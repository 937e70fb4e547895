use corvus_shared::{CustomerId, TaskId, UniverseId};
use std::fmt;
use std::sync::atomic::{AtomicBool, Ordering};
use std::sync::Arc;

/// Outcome of one subtask unit execution
///
/// `Retryable` is re-run by the commissioner up to its configured retry
/// budget; `Fatal` immediately transitions the owning task to `Failure`.
#[derive(Debug, Clone, PartialEq)]
pub enum SubtaskOutcome {
    Success,
    Retryable(String),
    Fatal(String),
}

impl fmt::Display for SubtaskOutcome {
    fn fmt(&self, f: &mut fmt::Formatter<'_>) -> fmt::Result {
        match self {
            SubtaskOutcome::Success => write!(f, "SUCCESS"),
            SubtaskOutcome::Retryable(cause) => write!(f, "RETRYABLE: {}", cause),
            SubtaskOutcome::Fatal(cause) => write!(f, "FATAL: {}", cause),
        }
    }
}

/// Execution context handed to every unit of one task
///
/// The abort flag is task-local; units observe it at their next checkpoint.
#[derive(Debug, Clone)]
pub struct SubtaskContext {
    pub task_id: TaskId,
    pub customer_id: CustomerId,
    pub universe_id: Option<UniverseId>,
    aborted: Arc<AtomicBool>,
}

impl SubtaskContext {
    pub fn new(task_id: TaskId, customer_id: CustomerId, universe_id: Option<UniverseId>) -> Self {
        Self {
            task_id,
            customer_id,
            universe_id,
            aborted: Arc::new(AtomicBool::new(false)),
        }
    }

    pub fn is_aborted(&self) -> bool {
        self.aborted.load(Ordering::SeqCst)
    }

    pub fn request_abort(&self) {
        self.aborted.store(true, Ordering::SeqCst);
    }
}

/// One atomic, idempotent unit of work within a task's execution graph
///
/// Given the same desired-state input, re-running a unit must converge to the
/// same observable state without duplicating side effects.
#[async_trait::async_trait]
pub trait Subtask: Send + Sync {
    fn name(&self) -> &str;
    async fn execute(&self, ctx: &SubtaskContext) -> SubtaskOutcome;
}

/// Ordered stages of subtask units owned by a single task
///
/// Units within one stage may run concurrently; a later stage never starts
/// before every unit of the previous stage completed. The structure is
/// task-local and passed by reference only within that task's execution scope.
#[derive(Default)]
pub struct SubtaskGraph {
    stages: Vec<Vec<Arc<dyn Subtask>>>,
}

impl SubtaskGraph {
    pub fn new() -> Self {
        Self { stages: Vec::new() }
    }

    /// Append a stage of units that may execute concurrently
    pub fn add_stage(mut self, units: Vec<Arc<dyn Subtask>>) -> Self {
        self.stages.push(units);
        self
    }

    /// Append a stage containing a single unit
    pub fn add_unit(self, unit: Arc<dyn Subtask>) -> Self {
        self.add_stage(vec![unit])
    }

    pub fn stages(&self) -> &[Vec<Arc<dyn Subtask>>] {
        &self.stages
    }

    pub fn total_units(&self) -> usize {
        self.stages.iter().map(|stage| stage.len()).sum()
    }

    pub fn is_empty(&self) -> bool {
        self.total_units() == 0
    }
}
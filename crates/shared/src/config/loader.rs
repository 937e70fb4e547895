//! Configuration loader
//!
//! Loads configuration from an optional `.env` file followed by environment
//! variables. Values from the `.env` file take precedence over the system
//! environment, which allows local development overrides without touching the
//! machine configuration.

use std::path::Path;

use super::dto::{LoggingConfig, PlatformConfig, TaskEngineConfig};
use super::error::{ConfigError, Result};

/// Configuration loader
///
/// # Example
///
/// ```ignore
/// use corvus_shared::config::ConfigLoader;
///
/// let loader = ConfigLoader::new(Some(".env".into()));
/// let config = loader.load_platform_config()?;
/// ```
#[derive(Debug, Clone)]
pub struct ConfigLoader {
    /// Optional path to .env file
    env_file_path: Option<std::path::PathBuf>,
}

impl ConfigLoader {
    pub fn new(env_file_path: Option<std::path::PathBuf>) -> Self {
        Self { env_file_path }
    }

    /// Load the platform configuration
    ///
    /// Reads the `.env` file (if configured), builds the DTOs from environment
    /// variables, and validates the result. Every `CORVUS_*` variable is
    /// optional; the documented defaults apply when unset.
    pub fn load_platform_config(&self) -> Result<PlatformConfig> {
        if let Some(path) = &self.env_file_path {
            self.load_env_file(path)?;
        }

        let config = PlatformConfig {
            task_engine: TaskEngineConfig::from_env()?,
            logging: LoggingConfig::from_env()?,
        };

        validate_platform_config(&config)?;

        Ok(config)
    }

    fn load_env_file(&self, path: &Path) -> Result<()> {
        if !path.exists() {
            return Err(ConfigError::EnvFileLoad {
                path: path.to_path_buf(),
                source: dotenv::Error::Io(std::io::Error::new(
                    std::io::ErrorKind::NotFound,
                    format!("File not found: {}", path.display()),
                )),
            });
        }

        dotenv::from_path(path).map_err(|e| ConfigError::EnvFileLoad {
            path: path.to_path_buf(),
            source: e,
        })?;

        Ok(())
    }
}

impl Default for ConfigLoader {
    /// Create a ConfigLoader without .env file support
    fn default() -> Self {
        Self::new(None)
    }
}

impl TaskEngineConfig {
    pub fn from_env() -> Result<Self> {
        let defaults = Self::default();
        Ok(Self {
            task_history_limit: parse_var(
                "CORVUS_TASK_HISTORY_LIMIT",
                defaults.task_history_limit,
            )?,
            subtask_max_retries: parse_var(
                "CORVUS_SUBTASK_MAX_RETRIES",
                defaults.subtask_max_retries,
            )?,
            retry_base_delay_ms: parse_var(
                "CORVUS_RETRY_BASE_DELAY_MS",
                defaults.retry_base_delay_ms,
            )?,
        })
    }
}

impl LoggingConfig {
    pub fn from_env() -> Result<Self> {
        Ok(Self {
            level: std::env::var("RUST_LOG").unwrap_or_else(|_| Self::default().level),
        })
    }
}

/// Parse an optional environment variable, falling back to a default
fn parse_var<T: std::str::FromStr>(var: &str, default: T) -> Result<T> {
    match std::env::var(var) {
        Ok(raw) => raw.parse::<T>().map_err(|_| ConfigError::InvalidValue {
            var: var.to_string(),
            value: raw,
        }),
        Err(_) => Ok(default),
    }
}

fn validate_platform_config(config: &PlatformConfig) -> Result<()> {
    if config.task_engine.task_history_limit == 0 {
        return Err(ConfigError::Validation(
            "CORVUS_TASK_HISTORY_LIMIT must be > 0".to_string(),
        ));
    }
    if config.task_engine.retry_base_delay_ms == 0 {
        return Err(ConfigError::Validation(
            "CORVUS_RETRY_BASE_DELAY_MS must be > 0".to_string(),
        ));
    }
    Ok(())
}
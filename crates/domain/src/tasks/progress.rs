use corvus_shared::TaskState;
use serde::{Deserialize, Serialize};

/// Derived view of a task's progress; never persisted
#[derive(Debug, Clone, PartialEq, Serialize, Deserialize)]
pub struct ProgressSnapshot {
    /// 0..=100, monotonically non-decreasing within one task's lifetime
    pub percent: u8,
    pub state: TaskState,
    /// Human-readable cause, present only on Failure
    pub error_message: Option<String>,
}

impl ProgressSnapshot {
    /// Derive a snapshot from subtask completion counts.
    ///
    /// An empty graph is trivially complete. A fatal outcome forces `Failure`
    /// regardless of the percent reached by other subtasks; an abort freezes
    /// the percent below 100 with state `Aborted`.
    pub fn derive(
        total: usize,
        completed: usize,
        started: bool,
        failure: Option<&str>,
        aborted: bool,
    ) -> Self {
        let percent = if total == 0 {
            100
        } else {
            (100 * completed.min(total) / total) as u8
        };

        if let Some(cause) = failure {
            return Self {
                percent,
                state: TaskState::Failure,
                error_message: Some(cause.to_string()),
            };
        }

        // An abort that lands after the last unit completed changes nothing;
        // the task already ran to completion.
        if aborted && percent < 100 {
            return Self {
                percent,
                state: TaskState::Aborted,
                error_message: None,
            };
        }

        let state = if percent == 100 {
            TaskState::Success
        } else if started {
            TaskState::Running
        } else {
            TaskState::Created
        };

        Self {
            percent,
            state,
            error_message: None,
        }
    }

    /// Snapshot of a task known only from its completed ledger record
    pub fn completed() -> Self {
        Self {
            percent: 100,
            state: TaskState::Success,
            error_message: None,
        }
    }
}
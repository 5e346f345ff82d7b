// Copyright (c) 2024-2026 Martin Schröder <info@swedishembedded.com>
//
// SPDX-License-Identifier: MIT
mod schema;
mod loader;

pub use schema::*;
pub use loader::load;
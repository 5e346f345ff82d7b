// Copyright (c) 2024-2026 Martin Schröder <info@swedishembedded.com>
//
// SPDX-License-Identifier: MIT
use std::any::Any;

/// The capability a constructed module instance must satisfy to be accepted
/// as the result of `boot`.
///
/// Ownership of the instance passes to the caller of `boot`; the bootstrap
/// core keeps no reference and does not manage the lifecycle beyond
/// construction.
pub trait Agent: Send {
    /// Start the agent.  Called once by the host after a successful boot.
    fn start(&mut self) -> anyhow::Result<()>;

    /// Stop the agent.  Must be safe to call after a failed `start`.
    fn stop(&mut self);
}

/// Carrier for a freshly constructed module object, before the host has
/// validated it against the [`Agent`] capability.
///
/// Module constructors return whatever they like through this type; the
/// concrete Rust type name is captured at the construction site so that a
/// validation failure can name the mismatched type in its diagnostic.
pub struct Constructed {
    value: Box<dyn Any + Send>,
    type_name: &'static str,
}

impl Constructed {
    /// Wrap a conforming agent instance.
    pub fn agent<A: Agent + 'static>(agent: A) -> Self {
        Self {
            value: Box::new(Box::new(agent) as Box<dyn Agent>),
            type_name: std::any::type_name::<A>(),
        }
    }

    /// Wrap an arbitrary value.  Such a value fails Agent validation; this
    /// exists so the host can diagnose modules built against a mismatched
    /// contract version rather than silently accepting them.
    pub fn opaque<T: Any + Send>(value: T) -> Self {
        Self {
            value: Box::new(value),
            type_name: std::any::type_name::<T>(),
        }
    }

    /// Concrete type name of the wrapped value.
    pub fn type_name(&self) -> &'static str {
        self.type_name
    }

    /// Validate against the Agent capability.  On mismatch the carrier is
    /// handed back unchanged so the caller can still name the actual type.
    pub fn into_agent(self) -> Result<Box<dyn Agent>, Constructed> {
        let type_name = self.type_name;
        match self.value.downcast::<Box<dyn Agent>>() {
            Ok(agent) => Ok(*agent),
            Err(value) => Err(Self { value, type_name }),
        }
    }
}

// ─── Unit tests ──────────────────────────────────────────────────────────────

#[cfg(test)]
mod tests {
    use super::*;

    struct NopAgent;

    impl Agent for NopAgent {
        fn start(&mut self) -> anyhow::Result<()> {
            Ok(())
        }
        fn stop(&mut self) {}
    }

    #[test]
    fn agent_carrier_validates() {
        let constructed = Constructed::agent(NopAgent);
        assert!(constructed.type_name().ends_with("NopAgent"));
        let Ok(mut agent) = constructed.into_agent() else {
            panic!("NopAgent is an Agent");
        };
        assert!(agent.start().is_ok());
        agent.stop();
    }

    #[test]
    fn opaque_carrier_fails_validation_and_names_type() {
        let constructed = Constructed::opaque(String::from("not an agent"));
        let Err(rejected) = constructed.into_agent() else {
            panic!("a plain String must not validate as an Agent");
        };
        assert_eq!(rejected.type_name(), "alloc::string::String");
    }
}
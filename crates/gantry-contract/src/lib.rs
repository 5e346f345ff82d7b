// Copyright (c) 2024-2026 Martin Schröder <info@swedishembedded.com>
//
// SPDX-License-Identifier: MIT
//! The bootstrap-shared contract surface.
//!
//! Everything in this crate is linked statically by **both** the host and
//! every agent module, so the two sides observe identical type identity for
//! the contract types.  This small shared surface is what substitutes for a
//! static link-time dependency on the module implementation: the host knows
//! only [`Agent`], [`BootArgs`], and the opaque collaborator handles.

mod agent;
mod args;
mod instrument;
mod service_type;

pub use agent::{Agent, Constructed};
pub use args::{BootArgs, ModuleLocation};
pub use instrument::{Instrumentation, InstrumentationHandle};
pub use service_type::{ServiceType, ServiceTypeRegistry};
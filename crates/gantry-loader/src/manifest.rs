// Copyright (c) 2024-2026 Martin Schröder <info@swedishembedded.com>
//
// SPDX-License-Identifier: MIT
use std::collections::HashMap;
use std::fmt;
use std::sync::Arc;

use gantry_contract::{BootArgs, Constructed};

/// Constructor with the fixed construction signature.
///
/// The parameter tuple is pinned by [`BootArgs`] at compile time — there is
/// no runtime signature search.  `Ok(None)` models a constructor that
/// produced no object (rejected later during Agent validation).
pub type ConstructorFn =
    Arc<dyn Fn(BootArgs) -> anyhow::Result<Option<Constructed>> + Send + Sync>;

/// One entry type a module exposes under a fully-qualified name.
#[derive(Clone)]
pub struct EntryDescriptor {
    /// Fully-qualified type name, e.g. `"acme.collector.CollectorAgent"`.
    pub type_name: String,
    /// Whether the host may invoke the constructor.  Non-exported entries
    /// resolve but refuse construction, mirroring access-rule denial.
    pub exported: bool,
    /// Constructor with the fixed signature; `None` means the type exists
    /// but offers no conforming constructor.
    pub constructor: Option<ConstructorFn>,
}

impl EntryDescriptor {
    /// Exported entry with a conforming constructor.
    pub fn exported(
        type_name: impl Into<String>,
        constructor: impl Fn(BootArgs) -> anyhow::Result<Option<Constructed>> + Send + Sync + 'static,
    ) -> Self {
        Self {
            type_name: type_name.into(),
            exported: true,
            constructor: Some(Arc::new(constructor)),
        }
    }

    /// Module-internal entry: resolvable, but construction is denied.
    pub fn internal(
        type_name: impl Into<String>,
        constructor: impl Fn(BootArgs) -> anyhow::Result<Option<Constructed>> + Send + Sync + 'static,
    ) -> Self {
        Self {
            type_name: type_name.into(),
            exported: false,
            constructor: Some(Arc::new(constructor)),
        }
    }

    /// Entry with no conforming constructor at all.
    pub fn without_constructor(type_name: impl Into<String>) -> Self {
        Self {
            type_name: type_name.into(),
            exported: true,
            constructor: None,
        }
    }
}

impl fmt::Debug for EntryDescriptor {
    fn fmt(&self, f: &mut fmt::Formatter<'_>) -> fmt::Result {
        f.debug_struct("EntryDescriptor")
            .field("type_name", &self.type_name)
            .field("exported", &self.exported)
            .field("constructor", &self.constructor.is_some())
            .finish()
    }
}

/// Everything one module location provides: a name-keyed entry-type table.
///
/// This is the compile-time-registry stand-in for a loadable archive; the
/// host never links against the entry types themselves, only against this
/// table shape.
#[derive(Debug, Default)]
pub struct ModuleManifest {
    name: String,
    entries: HashMap<String, Arc<EntryDescriptor>>,
}

impl ModuleManifest {
    pub fn new(name: impl Into<String>) -> Self {
        Self {
            name: name.into(),
            entries: HashMap::new(),
        }
    }

    /// Module display name (diagnostics only).
    pub fn name(&self) -> &str {
        &self.name
    }

    /// Add an entry, keyed by its fully-qualified type name.
    /// Registering the same name twice overwrites, as a rebuilt archive would.
    pub fn register(&mut self, entry: EntryDescriptor) {
        self.entries.insert(entry.type_name.clone(), Arc::new(entry));
    }

    pub fn get(&self, type_name: &str) -> Option<Arc<EntryDescriptor>> {
        self.entries.get(type_name).cloned()
    }

    pub fn type_names(&self) -> Vec<String> {
        let mut names: Vec<String> = self.entries.keys().cloned().collect();
        names.sort();
        names
    }
}

// ─── Unit tests ──────────────────────────────────────────────────────────────

#[cfg(test)]
mod tests {
    use super::*;

    #[test]
    fn register_and_get() {
        let mut manifest = ModuleManifest::new("test-module");
        manifest.register(EntryDescriptor::without_constructor("a.b.C"));
        assert!(manifest.get("a.b.C").is_some());
        assert!(manifest.get("a.b.D").is_none());
    }

    #[test]
    fn registering_same_name_twice_overwrites() {
        let mut manifest = ModuleManifest::new("test-module");
        manifest.register(EntryDescriptor::without_constructor("a.b.C"));
        manifest.register(EntryDescriptor::exported("a.b.C", |_| Ok(None)));
        assert_eq!(manifest.type_names(), vec!["a.b.C"]);
        assert!(manifest.get("a.b.C").unwrap().constructor.is_some());
    }

    #[test]
    fn descriptor_kinds() {
        let exported = EntryDescriptor::exported("x.Y", |_| Ok(None));
        assert!(exported.exported && exported.constructor.is_some());

        let internal = EntryDescriptor::internal("x.Z", |_| Ok(None));
        assert!(!internal.exported && internal.constructor.is_some());

        let bare = EntryDescriptor::without_constructor("x.W");
        assert!(bare.exported && bare.constructor.is_none());
    }
}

THE PROBLEM =
Transcribe, word for word, the data above from its first line through the line with "immediately transitions the", and include nothing else.

EXERCISE RESULT =
repository 937e70fb4e547895
use corvus_shared::{CustomerId, TaskId, UniverseId};
use std::fmt;
use std::sync::atomic::{AtomicBool, Ordering};
use std::sync::Arc;

/// Outcome of one subtask unit execution
///
/// `Retryable` is re-run by the commissioner up to its configured retry
/// budget; `Fatal` immediately transitions the owning task to `Failure`.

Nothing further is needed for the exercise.